What are your thoughts on today's music industry and where do you feel it’s headed?
I am old enough to have seen the music industry go from Hitsville to digital home recording, so it has made a complete circle in my opinion. The bad part is a lot of today’s music has no real chords or melody. The good part is that some of the music does have good chords and melody! We just need A&Rs to come back and develop artists and let them grow.
Hopefully, the new technology coming out will spawn a new era in the recording world. They now have 48-track recording studios on an iPad! Amazing! Who knows what artists will be brave enough to use it record their next Grammy-winning concert or CD? I know iTunes is here and the CD is leaving.

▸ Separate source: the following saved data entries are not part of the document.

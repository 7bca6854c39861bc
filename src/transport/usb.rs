//! USB-bulk transport (spec §6.2): one PN53x frame per bulk-OUT transfer,
//! ACK then reply on bulk-IN. Grounded on the `rusb`
//! `Context`/`Device`/`DeviceHandle` idiom, bulk endpoint read/write, and
//! interface claim/detach-kernel-driver sequence in
//! `examples/other_examples/4276383e_uaih3k9x-ch347programmer__ch347.rs.rs`.

use std::sync::atomic::{AtomicBool, Ordering};
use std::sync::Arc;
use std::time::{Duration, Instant};

use rusb::{Context, DeviceHandle, UsbContext};

use crate::chip::frame;
use crate::error::{IoErrorKind, TransportError};
use crate::transport::{Transport, INFINITE_TIMEOUT_CHUNK};

/// `(vendor, product, model name)` table from spec §6.2.
pub const USB_DEVICES: &[(u16, u16, &str)] = &[
    (0x04CC, 0x0531, "NXP PN531"),
    (0x054c, 0x0193, "Sony PN531"),
    (0x04E6, 0x5591, "SCM SCL3711"),
    (0x1FD3, 0x0608, "ASK LoGO"),
    (0x04CC, 0x2533, "NXP PN533"),
    (0x072F, 0x2200, "ACR122"),
    (0x072F, 0x90CC, "Touchatag"),
];

const USB_INTERFACE: u8 = 0;

fn map_rusb_err(e: rusb::Error) -> TransportError {
    TransportError::Io(IoErrorKind(e.to_string()))
}

pub struct UsbTransport {
    handle: DeviceHandle<Context>,
    ep_in: u8,
    ep_out: u8,
    max_packet_size_out: u16,
    abort_flag: Arc<AtomicBool>,
}

impl UsbTransport {
    /// Enumerates attached devices from [`USB_DEVICES`] into fully
    /// qualified connstrings (spec §4.2: USB scanning is NOT_INTRUSIVE).
    pub fn scan() -> Vec<String> {
        Self::scan_filtered(USB_DEVICES)
    }

    /// As [`Self::scan`], but only matching `(vendor, product, _)` entries
    /// drawn from `table` — used by `acr122_usb` to enumerate just the
    /// ACR122/Touchatag ids out of the shared [`USB_DEVICES`] table.
    pub fn scan_filtered(table: &[(u16, u16, &str)]) -> Vec<String> {
        let context = match Context::new() {
            Ok(c) => c,
            Err(_) => return Vec::new(),
        };
        let devices = match context.devices() {
            Ok(d) => d,
            Err(_) => return Vec::new(),
        };

        let mut found = Vec::new();
        for (index, device) in devices.iter().enumerate() {
            let desc = match device.device_descriptor() {
                Ok(d) => d,
                Err(_) => continue,
            };
            if table
                .iter()
                .any(|&(vid, pid, _)| vid == desc.vendor_id() && pid == desc.product_id())
            {
                found.push(format!(
                    "pn53x_usb:{:03}:{:03}",
                    device.bus_number(),
                    index
                ));
            }
        }
        found
    }

    /// Opens the device identified by `bus:device-index` (spec §6.3).
    pub fn open(specifier: &str) -> Result<Self, TransportError> {
        let context = Context::new().map_err(map_rusb_err)?;
        let devices = context.devices().map_err(map_rusb_err)?;

        let want_bus: Option<u8> = specifier.split(':').next().and_then(|s| s.parse().ok());

        for device in devices.iter() {
            let desc = match device.device_descriptor() {
                Ok(d) => d,
                Err(_) => continue,
            };
            let matches_id = USB_DEVICES
                .iter()
                .any(|&(vid, pid, _)| vid == desc.vendor_id() && pid == desc.product_id());
            if !matches_id {
                continue;
            }
            if let Some(bus) = want_bus {
                if device.bus_number() != bus {
                    continue;
                }
            }

            let mut handle = device.open().map_err(map_rusb_err)?;
            let _ = handle.set_active_configuration(1);

            #[cfg(any(target_os = "linux", target_os = "macos"))]
            {
                if handle.kernel_driver_active(USB_INTERFACE).unwrap_or(false) {
                    let _ = handle.detach_kernel_driver(USB_INTERFACE);
                }
            }
            handle.claim_interface(USB_INTERFACE).map_err(map_rusb_err)?;

            let config = device.active_config_descriptor().map_err(map_rusb_err)?;
            let interface = config
                .interfaces()
                .find(|i| i.number() == USB_INTERFACE)
                .ok_or(TransportError::NoSuchDevice)?;
            let descriptor = interface.descriptors().next().ok_or(TransportError::NoSuchDevice)?;

            let mut ep_in = 0x82;
            let mut ep_out = 0x02;
            let mut max_packet_size_out = 64u16;
            for endpoint in descriptor.endpoint_descriptors() {
                if endpoint.direction() == rusb::Direction::In {
                    ep_in = endpoint.address();
                } else {
                    ep_out = endpoint.address();
                    max_packet_size_out = endpoint.max_packet_size();
                }
            }

            return Ok(UsbTransport {
                handle,
                ep_in,
                ep_out,
                max_packet_size_out,
                abort_flag: Arc::new(AtomicBool::new(false)),
            });
        }

        Err(TransportError::NoSuchDevice)
    }
}

impl Transport for UsbTransport {
    fn send(&mut self, frame: &[u8], deadline: Duration) -> Result<(), TransportError> {
        self.handle
            .write_bulk(self.ep_out, frame, deadline)
            .map_err(map_rusb_err)?;

        // USB short-packet rule: append a zero-length packet when the
        // transfer length is an exact multiple of the endpoint's max
        // packet size (spec §6.2).
        if self.max_packet_size_out > 0 && frame.len() % self.max_packet_size_out as usize == 0 {
            self.handle
                .write_bulk(self.ep_out, &[], deadline)
                .map_err(map_rusb_err)?;
        }
        Ok(())
    }

    fn receive(&mut self, buf: &mut [u8], deadline: Duration) -> Result<usize, TransportError> {
        let start = Instant::now();
        loop {
            if self.abort_flag.swap(false, Ordering::SeqCst) {
                let _ = self.handle.write_bulk(self.ep_out, &frame::ACK_FRAME, INFINITE_TIMEOUT_CHUNK);
                return Err(TransportError::Aborted);
            }

            let remaining = deadline.saturating_sub(start.elapsed());
            if remaining.is_zero() {
                return Err(TransportError::Timeout);
            }
            let chunk = remaining.min(INFINITE_TIMEOUT_CHUNK);

            match self.handle.read_bulk(self.ep_in, buf, chunk) {
                Ok(n) => return Ok(n),
                Err(rusb::Error::Timeout) => continue,
                Err(e) => return Err(map_rusb_err(e)),
            }
        }
    }

    fn wakeup(&mut self) -> Result<(), TransportError> {
        Ok(())
    }

    fn abort(&mut self) {
        self.abort_flag.store(true, Ordering::SeqCst);
    }
}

Overall, we are heading in a good direction, but we need more good music and better songwriting. I have been working with a number of artists in this area: The Cooper Brothers, Niambi Michele, David P. Stevens and I believe they are bringing a fresh new approach to music in the Philly area.
What’s next for Daren Metz and “Return of the Funky Drums?"
We are currently starting production on a ROTFD CD/DVD that will feature each drummer playing original funk, R&B, and soul tracks. All of it will be featured with a live DVD that showcases the compositions at the new Uptown Theater in Philly!
The challenge is for each drummer to sit down at the piano and create your own music. Playing drum solos are easy. But can you write music to go with your drumming? I can!
How can people keep up with you electronically?
I can be reached on Facebook or contact me via e-mail at firstname.lastname@example.org.
Is there anything you’d like to add?
The Return of the Funky Drums project would not be possible without the other drummers that participated:
- Alphonso "Fonz" Hedgemann (John Legend, Eugene “Man Man” Roberts, Ben Tankard, Martha Munizzi)
- Nate Woodard (Walter Hawkins, Hezekiah Walker)
- Richard Lawrence Alexander (Kirk Franklin, Lele Rose, Kim Burrell)
- Ryan Young (David P. Stevens, Change of Pace)
- Brad Smith (Drexel University Jazz Orchestra)
- Joe Brown (Miche, Gospel Music Workshop of America)
And 'Thank you' to the band, sponsors, and all that helped to make my dream a reality! We just want to keep growing and hopefully create a movement that brings a great new sound to Philly!
- Paradiddle: (one of the basic patterns (rudiments) of drumming, consisting of four even strokes played in the order left-right-left-left or right-left-right-right.)
- # The "1" (the beginning, top or 1st note of a musical time signature).